PK Burma is a Professor at the Department of Genetics, Delhi University. He is a plant geneticist with a passion for teaching. He reminisces about his academic mentors and shares his views on professional networking for teachers.
Please tell us a bit about your journey so far in academia. Were you always interested in teaching?
I was unwillingly exposed to science in my childhood, as both my parents were researchers. I drifted into academia; as an undergraduate, I wanted to be a politician and an administrator!
I studied Zoology at the Banaras Hindu University and had excellent teachers with tremendous patience to mentor students like me. My first foray into research was a small project with SC Lakhotia (with whom I did my PhD) studying a locus encoding non-coding RNA in Drosophila melanogaster.
My postdoctoral experience with Samir Brahmachari was also exciting. He mentored me for an interview for a lectureship position at the Department of Genetics, University of Delhi (DU). At DU, Deepak Pental convinced me to work on plant biology; we developed transgenics that we hope to see being farmed in the near future.

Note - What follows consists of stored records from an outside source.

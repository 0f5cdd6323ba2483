//! Error types for the estimation pipeline.

use thiserror::Error;

use crate::domain::ViewSide;

/// Boxed cause carried by processing and prediction errors.
pub type Cause = Box<dyn std::error::Error + Send + Sync + 'static>;

/// Result type alias for pipeline operations.
pub type Result<T> = std::result::Result<T, Error>;

/// Errors that terminate an estimation request.
///
/// Each variant identifies the stage that failed. No stage retries or
/// continues with defaults after one of these is raised.
#[derive(Debug, Error)]
pub enum Error {
    /// A request field is malformed or out of range.
    #[error("invalid {field}: {constraint}")]
    Validation {
        /// Name of the offending field.
        field: &'static str,
        /// The valid range or set, with the rejected value.
        constraint: String,
    },

    /// A photo could not be decoded or segmented.
    #[error("failed to process {side} image")]
    Processing {
        /// Which photo failed.
        side: ViewSide,
        /// Underlying cause.
        #[source]
        source: Cause,
    },

    /// The prediction capability failed or returned malformed output.
    #[error("measurement prediction failed")]
    Prediction {
        /// Underlying cause.
        #[source]
        source: Cause,
    },
}

impl Error {
    /// Create a validation error.
    #[must_use]
    pub fn validation(field: &'static str, constraint: impl Into<String>) -> Self {
        Self::Validation {
            field,
            constraint: constraint.into(),
        }
    }

    /// Create a processing error for one side of the request.
    #[must_use]
    pub fn processing(side: ViewSide, source: impl Into<Cause>) -> Self {
        Self::Processing {
            side,
            source: source.into(),
        }
    }

    /// Create a prediction error.
    #[must_use]
    pub fn prediction(source: impl Into<Cause>) -> Self {
        Self::Prediction {
            source: source.into(),
        }
    }

    /// Returns true for errors caused by the caller's input.
    #[must_use]
    pub const fn is_validation(&self) -> bool {
        matches!(self, Self::Validation { .. })
    }

    /// Returns the stage name this error belongs to.
    #[must_use]
    pub const fn stage(&self) -> &'static str {
        match self {
            Self::Validation { .. } => "validation",
            Self::Processing { .. } => "foreground extraction",
            Self::Prediction { .. } => "measurement estimation",
        }
    }
}
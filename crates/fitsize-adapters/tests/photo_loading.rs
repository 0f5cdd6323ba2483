//! Integration tests for photo loading and the model store.

#![allow(clippy::unwrap_used, clippy::expect_used)]

use std::collections::BTreeMap;

use fitsize_adapters::models::sha256_hex;
use fitsize_adapters::{load_photo, DownloadEvent, ModelSource, ModelStore, MODELS};
use fitsize_core::{Error, ViewSide};
use fitsize_test_support::SyntheticImageBuilder;

// === Photo loading ===

#[test]
fn test_load_png_keeps_bytes() {
    let dir = tempfile::tempdir().unwrap();
    let path = dir.path().join("front.png");
    let raw = SyntheticImageBuilder::silhouette_png(40, 80);
    std::fs::write(&path, raw.as_bytes()).unwrap();

    let loaded = load_photo(&path, ViewSide::Front).unwrap();

    assert_eq!(loaded, raw);
}

#[test]
fn test_load_jpeg_uppercase_extension() {
    let dir = tempfile::tempdir().unwrap();
    let path = dir.path().join("SIDE.JPG");
    let raw = SyntheticImageBuilder::silhouette_jpeg(40, 80);
    std::fs::write(&path, raw.as_bytes()).unwrap();

    assert_eq!(load_photo(&path, ViewSide::Side).unwrap().len(), raw.len());
}

#[test]
fn test_wrong_extension_rejected_before_read() {
    let dir = tempfile::tempdir().unwrap();
    let path = dir.path().join("side.webp");

    // The file does not exist; the type check must fire first.
    let err = load_photo(&path, ViewSide::Side).unwrap_err();
    let err = err.downcast_ref::<Error>().expect("typed validation error");

    assert!(err.is_validation());
    assert!(err.to_string().contains("side_image"));
}

#[test]
fn test_missing_file_is_io_error() {
    let dir = tempfile::tempdir().unwrap();
    let err = load_photo(&dir.path().join("front.png"), ViewSide::Front).unwrap_err();

    assert!(err.downcast_ref::<Error>().is_none());
    assert!(err.to_string().contains("front image"));
}

// === Model store ===

#[test]
fn test_empty_store_lists_missing_models() {
    let dir = tempfile::tempdir().unwrap();
    let store = ModelStore::new(dir.path());

    let status = store.list();

    assert_eq!(status.len(), MODELS.len());
    assert!(status.iter().all(|s| !s.installed));
    assert!(!store.all_installed());
}

#[test]
fn test_ensure_skips_installed_models_without_network() {
    let dir = tempfile::tempdir().unwrap();
    let store = ModelStore::new(dir.path());
    for model in MODELS {
        std::fs::write(store.path(model), b"weights").unwrap();
    }
    // Unroutable source: any download attempt would fail.
    let source = ModelSource::new("http://127.0.0.1:9").with_checksums(BTreeMap::from([(
        "segmentation".to_string(),
        sha256_hex(b"weights"),
    )]));

    let mut events = Vec::new();
    store.ensure(&source, false, |e| events.push(e)).unwrap();

    assert!(store.all_installed());
    assert_eq!(
        events,
        MODELS
            .iter()
            .map(|m| DownloadEvent::Skipped { name: m.name })
            .collect::<Vec<_>>()
    );
}

#[test]
fn test_ensure_reports_download_failure() {
    let dir = tempfile::tempdir().unwrap();
    let store = ModelStore::new(dir.path().join("nested"));

    let result = store.ensure(&ModelSource::new("http://127.0.0.1:9"), false, |_| {});

    assert!(result.is_err());
    assert!(store.dir().is_dir(), "directory is created before downloading");
}
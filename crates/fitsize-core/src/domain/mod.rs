//! Core domain types for measurement estimation and sizing.

mod image;
mod measurement;
mod result;
mod subject;

pub use image::{NormalizedImage, RawImage, NORMALIZED_SIZE};
pub use measurement::{
    Measurement, MeasurementSet, MeasurementSubset, LOWER_BODY, MEASUREMENT_COUNT, UPPER_BODY,
};
pub use result::{ApparelSizeResult, PantsSize, TshirtSize};
pub use subject::{ApparelType, Gender, SubjectMetadata, ViewSide, HEIGHT_CM_RANGE, WEIGHT_KG_RANGE};
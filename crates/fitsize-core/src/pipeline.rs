//! End-to-end estimation pipeline.

use std::sync::Arc;

use tracing::{debug, info};

use crate::domain::{ApparelSizeResult, MeasurementSet, RawImage, ViewSide};
use crate::error::Result;
use crate::ports::{MeasurementPredictor, Segmenter};
use crate::stages::{classify, EstimateRequest, ForegroundExtractor, MeasurementEstimator};

/// Measurements and sizes produced for one request.
#[derive(Debug, Clone, PartialEq)]
pub struct Estimate {
    /// All 14 measurements.
    pub measurements: MeasurementSet,
    /// Sizes and the surfaced measurement subset.
    pub sizes: ApparelSizeResult,
}

/// Segmentation, estimation and classification in sequence.
///
/// Holds the shared engines; build once and reuse for every request.
pub struct SizePipeline {
    extractor: ForegroundExtractor,
    estimator: MeasurementEstimator,
}

impl SizePipeline {
    /// Creates a pipeline around already-initialized engines.
    #[must_use]
    pub fn new(segmenter: Arc<dyn Segmenter>, predictor: Arc<dyn MeasurementPredictor>) -> Self {
        Self {
            extractor: ForegroundExtractor::new(segmenter),
            estimator: MeasurementEstimator::new(predictor),
        }
    }

    /// Estimates sizes from raw request values.
    ///
    /// # Errors
    ///
    /// Returns a validation error before any image work if an input is out
    /// of range, otherwise the first stage error.
    pub fn estimate(
        &self,
        front: &RawImage,
        side: &RawImage,
        gender: i64,
        height_cm: f64,
        weight_kg: f64,
        apparel_type: &str,
    ) -> Result<ApparelSizeResult> {
        let request = EstimateRequest::new(gender, height_cm, weight_kg, apparel_type)?;
        Ok(self.run(front, side, &request)?.sizes)
    }

    /// Runs the pipeline for a validated request.
    ///
    /// # Errors
    ///
    /// Returns the first stage error; no partial result is produced.
    pub fn run(
        &self,
        front: &RawImage,
        side: &RawImage,
        request: &EstimateRequest,
    ) -> Result<Estimate> {
        debug!(
            "Estimating {} sizes for {} subject",
            request.apparel,
            request.metadata.gender()
        );

        let front = self.extractor.extract(front, ViewSide::Front)?;
        let side = self.extractor.extract(side, ViewSide::Side)?;

        let measurements = self.estimator.estimate(&front, &side, &request.metadata)?;
        let sizes = classify(&request.metadata, request.apparel, &measurements);

        info!(
            "Estimate complete: tshirt={}, pants={}",
            sizes
                .tshirt_size()
                .map_or_else(|| "-".to_string(), |s| s.to_string()),
            sizes
                .pants_size()
                .map_or_else(|| "-".to_string(), |s| s.to_string()),
        );

        Ok(Estimate {
            measurements,
            sizes,
        })
    }
}
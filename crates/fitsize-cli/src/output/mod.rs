//! Output formatting for CLI.

mod json;

pub use json::{Envelope, JsonOutput};
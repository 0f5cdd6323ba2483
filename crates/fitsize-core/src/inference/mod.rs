//! ML inference engine using Candle.
//!
//! Provides model loading and inference for:
//! - Silhouette segmentation (foreground matte)
//! - Body measurement regression

mod device;
mod loader;
mod regressor;
mod silhouette;

pub use device::get_device;
pub use loader::load_safetensors;
pub use regressor::MeasurementRegressor;
pub use silhouette::{SilhouetteSegmenter, SEGMENTATION_INPUT_SIZE};
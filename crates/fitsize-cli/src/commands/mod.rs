//! CLI command definitions and handlers.

pub mod charts;
pub mod classify;
pub mod estimate;
pub mod models;

use clap::{Parser, Subcommand};

/// fitsize - Body measurements and clothing sizes from two photos
#[derive(Parser)]
#[command(name = "fitsize")]
#[command(author, version, about, long_about = None)]
pub struct Cli {
    /// Increase verbosity (-v, -vv, -vvv)
    #[arg(short, long, action = clap::ArgAction::Count, global = true)]
    pub verbose: u8,

    #[command(subcommand)]
    pub command: Commands,
}

/// Available subcommands
#[derive(Subcommand)]
pub enum Commands {
    /// Estimate measurements and sizes from a front and a side photo
    Estimate(estimate::EstimateArgs),
    /// Classify sizes from an existing measurement file
    Classify(classify::ClassifyArgs),
    /// Print the size charts
    Charts(charts::ChartsArgs),
    /// Manage ML models
    Models(models::ModelsArgs),
}

/// Process exit codes.
#[derive(Debug, Clone, Copy, PartialEq, Eq)]
pub enum ExitCode {
    /// Request completed.
    Success = 0,
    /// The request was rejected: bad value, unsupported file type.
    InvalidInput = 1,
    /// Anything else: unreadable photo, missing model, prediction failure.
    Error = 2,
}

impl ExitCode {
    /// Picks the exit code for a failed command.
    pub fn for_error(err: &anyhow::Error) -> Self {
        match err.downcast_ref::<fitsize_core::Error>() {
            Some(e) if e.is_validation() => Self::InvalidInput,
            _ => Self::Error,
        }
    }
}

impl From<ExitCode> for std::process::ExitCode {
    fn from(code: ExitCode) -> Self {
        Self::from(code as u8)
    }
}
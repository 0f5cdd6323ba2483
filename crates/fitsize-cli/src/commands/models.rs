//! Models command - manage ML models.

use std::path::PathBuf;

use anyhow::{Context, Result};
use clap::{Args, Subcommand};
use fitsize_adapters::{
    DownloadEvent, ModelInfo, ModelSource, ModelStore, MEASUREMENT_MODEL, SEGMENTATION_MODEL,
};
use indicatif::{ProgressBar, ProgressStyle};
use tracing::debug;

use crate::config::AppConfig;

/// Arguments for the models command
#[derive(Args)]
pub struct ModelsArgs {
    /// Custom models directory (overrides default and config)
    #[arg(long, value_name = "DIR", global = true)]
    pub models_dir: Option<PathBuf>,

    #[command(subcommand)]
    pub command: ModelsCommand,
}

/// Models subcommands
#[derive(Subcommand)]
pub enum ModelsCommand {
    /// Download required models
    Fetch {
        /// Base URL to download from (overrides config)
        #[arg(long, value_name = "URL")]
        base_url: Option<String>,
        /// Download again even if present
        #[arg(long)]
        force: bool,
    },
    /// List installed models
    List,
    /// Print model directory path
    Path,
}

/// Resolved weight files for one run.
#[derive(Debug, Clone, PartialEq, Eq)]
pub struct WeightPaths {
    /// Segmentation network weights.
    pub segmentation: PathBuf,
    /// Measurement regressor weights.
    pub measurement: PathBuf,
}

impl WeightPaths {
    /// Resolves weight files: explicit config paths first, then the store.
    pub fn resolve(config: &AppConfig, models_dir: Option<PathBuf>) -> Self {
        let store = store_for(config, models_dir);
        Self {
            segmentation: config
                .models
                .segmentation
                .clone()
                .unwrap_or_else(|| store.path(&SEGMENTATION_MODEL)),
            measurement: config
                .models
                .measurement
                .clone()
                .unwrap_or_else(|| store.path(&MEASUREMENT_MODEL)),
        }
    }

    /// Fails with a fetch hint if any file is missing.
    pub fn ensure_present(&self) -> Result<()> {
        for (model, path) in [
            (&SEGMENTATION_MODEL, &self.segmentation),
            (&MEASUREMENT_MODEL, &self.measurement),
        ] {
            if !path.exists() {
                anyhow::bail!(
                    "{} model not found at {}. Run `fitsize models fetch`.",
                    model.name,
                    path.display()
                );
            }
        }
        Ok(())
    }
}

/// Models directory: CLI > config > default.
fn store_for(config: &AppConfig, models_dir: Option<PathBuf>) -> ModelStore {
    ModelStore::with_override(models_dir.or_else(|| config.models.dir.clone()))
}

/// Run the models command.
pub fn run(args: &ModelsArgs, config: &AppConfig) -> Result<()> {
    let store = store_for(config, args.models_dir.clone());
    match args.command {
        ModelsCommand::Fetch {
            ref base_url,
            force,
        } => fetch_models(&store, config, base_url.clone(), force),
        ModelsCommand::List => {
            list_models(&store);
            Ok(())
        }
        ModelsCommand::Path => {
            println!("{}", store.dir().display());
            Ok(())
        }
    }
}

fn fetch_models(
    store: &ModelStore,
    config: &AppConfig,
    base_url: Option<String>,
    force: bool,
) -> Result<()> {
    let base_url = base_url
        .or_else(|| config.models.base_url.clone())
        .context("No download URL configured. Pass --base-url or set models.base_url")?;
    let source = ModelSource::new(base_url).with_checksums(config.models.sha256.clone());
    debug!("Fetching models into {}", store.dir().display());

    let pb = ProgressBar::new(0);
    pb.set_style(
        ProgressStyle::default_bar()
            .template("{spinner:.green} [{bar:40.cyan/blue}] {bytes}/{total_bytes} ({eta}) {msg}")
            .map_err(|e| anyhow::anyhow!("Invalid progress template: {e}"))?
            .progress_chars("#>-"),
    );

    store.ensure(&source, force, |event| match event {
        DownloadEvent::Started { name, total } => {
            pb.reset();
            pb.set_length(total.unwrap_or(0));
            pb.set_message(name);
        }
        DownloadEvent::Progress { downloaded, .. } => pb.set_position(downloaded),
        DownloadEvent::Finished { name, bytes } => {
            pb.println(format!("  ✓ {name} ({bytes} bytes)"));
        }
        DownloadEvent::Skipped { name } => {
            pb.println(format!("  ✓ {name} (already installed)"));
        }
    })?;

    pb.finish_with_message("All models downloaded");
    Ok(())
}

fn list_models(store: &ModelStore) {
    let models = store.list();

    println!("Models directory: {}", store.dir().display());
    println!();

    for status in &models {
        let mark = if status.installed { "✓" } else { "✗" };
        let ModelInfo {
            name,
            filename,
            description,
        } = status.model;
        println!("  {mark} {name} ({filename}) - {description}");
    }

    println!();
    let installed_count = models.iter().filter(|s| s.installed).count();
    println!("{}/{} models installed", installed_count, models.len());
}
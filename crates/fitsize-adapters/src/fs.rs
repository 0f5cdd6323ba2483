//! Filesystem adapter for loading photos.

use std::path::Path;

use anyhow::{Context, Result};
use fitsize_core::{Error, RawImage, ViewSide};
use tracing::debug;

/// Accepted photo extensions: JPEG and PNG only.
const PHOTO_EXTENSIONS: &[&str] = &["jpg", "jpeg", "png"];

/// Checks if a path has a supported photo extension.
#[must_use]
pub fn is_supported_photo(path: &Path) -> bool {
    path.extension()
        .and_then(|e| e.to_str())
        .is_some_and(|e| PHOTO_EXTENSIONS.contains(&e.to_lowercase().as_str()))
}

/// Reads one photo from disk.
///
/// The bytes are not decoded here; decoding happens in the pipeline.
///
/// # Errors
///
/// Returns a [`fitsize_core::Error::Validation`] (downcastable from the
/// `anyhow` error) if the file is neither JPEG nor PNG, or an I/O error if it
/// cannot be read.
pub fn load_photo(path: &Path, side: ViewSide) -> Result<RawImage> {
    if !is_supported_photo(path) {
        return Err(Error::validation(
            field_for(side),
            format!("must be a JPEG or PNG file, got {}", path.display()),
        )
        .into());
    }

    let bytes = std::fs::read(path)
        .with_context(|| format!("Failed to read {side} image {}", path.display()))?;
    debug!("Loaded {side} image {} ({} bytes)", path.display(), bytes.len());

    Ok(RawImage::new(bytes))
}

const fn field_for(side: ViewSide) -> &'static str {
    match side {
        ViewSide::Front => "front_image",
        ViewSide::Side => "side_image",
    }
}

I owe it to my teachers for kindling in me a love for science. Mentorship has played a significant role in helping me reach this stage of my academic journey. I am glad that I was mentored and not ‘supervised’. I feel that academic mentorship is fading away.
To me, teaching is a ‘work of heart’. I discovered this love around examination time, I understood the topic better once I taught it to my friends. This is true today – I achieved clarity in genetic concepts once I started teaching students. The joy of teaching is best achieved when an alumnus remembers my classes.
Do you introduce elements of your research in teaching?
To me, education is an amalgamation of learning, teaching, and research. What I teach in the classroom finds its way into research. My first-hand experience with research supplements my teaching.
I share my mistakes that arise due to the vagaries of the system under study – it is important for students to know that mistakes are acceptable. I teach a course on ‘Regulation of Gene Expression’ and my work on plant transgene expression gets plugged into teaching.
During my PhD, in addition to conducting experiments, I learnt to fabricate apparatus, repair appliances, handle finances, and run projects on a shoestring budget. Today I realize that we received holistic training that has enabled me to impart this philosophy.
Which pedagogical tools have worked best for you in classrooms? Have you tried non-conventional approaches to teaching?
I mostly use the blackboard, supported by a few video slides (if needed). We have a small class and I vary my approach depending on the educational background of the students.
I love discussing classic papers of Mendel or Jacob and Monod to inspire students. My intent is to inspire students to read and forage on their own. An unconventional mode of teaching is compiled in the book ‘Great Scientists Speak Again’ by Richard M Eakin. To attract students, Eakin used to dress up like scientists and enact his experiments in class. A flair for drama always helps!
For practical sessions, I try to design experiments that ask students to reason out explanations based on their observations. A few times they have suggested explanations that forced me to think in a new direction.
Over the years I have stopped students from writing the typical ‘practical record book/copy’. I feel the norm of writing practical notebooks is the biggest example of plagiarism as most students copy exercises from the seniors.
What are your views on undergraduate research? What are the pros and cons of such an approach?
Are we really equipped to carry out research in most of our colleges (except in a few elite institutes)? Routine lab practicals are not conducted optimally because of student overload and decimating infrastructure. Proper library facilities, access to journals, and residential campuses are a must for implementing research in undergraduate courses.
The first step should be to improve the current design of experiments for fostering student engagement and inculcating the spirit of questioning.
Our knowledge in the field of biology has increased rapidly. Which relevant courses do you think can be added to the curriculum?
With the development of knowledge, the curriculum needs to be updated on a regular basis. However, it is equally important to focus on building basic concepts.
Courses should continue teaching organismal biology. Through the teaching of phylogenetics, evolutionary biology should be introduced. Biostatistics too needs to be comprehensively taught. In today’s age of data, it is important to make students understand its importance.
A course on writing skills is a must. ‘History of science’ that discusses the evolution of a scientific field can also be experimented with.
Do you think professional networking is important in teaching as it is in research? How can one benefit from such networking?
It is very important to share one’s teaching experience with others. The first step could be that teachers attend each other’s classes and have constructive discussions on the teaching methodology. Just like research, ‘teaching skills’ need to be nurtured.
We do have a few networking platforms – an orientation program and two refresher courses. This is an opportunity for teachers across the country to network, these opportunities should be strengthened in a meaningful way.
How would you feel about sharing your teaching experiences as a mentor during teacher conferences? Do you know of any conferences for teachers of STEM in India? Do you think having these conferences is a good idea?
I would love to do it, though I am not aware of any conferences for STEM teachers.
It is important that these forums be used to discuss new topics that could be taught, approaching the same in an interesting way and nurturing experimental skills. These forums can help teachers in pedagogy innovation.
All these have to be conducted keeping in mind the ground reality of our colleges and post-graduate departments. All such conferences or discussion meetings should be meaningful, not another box to be ticked in an academic year.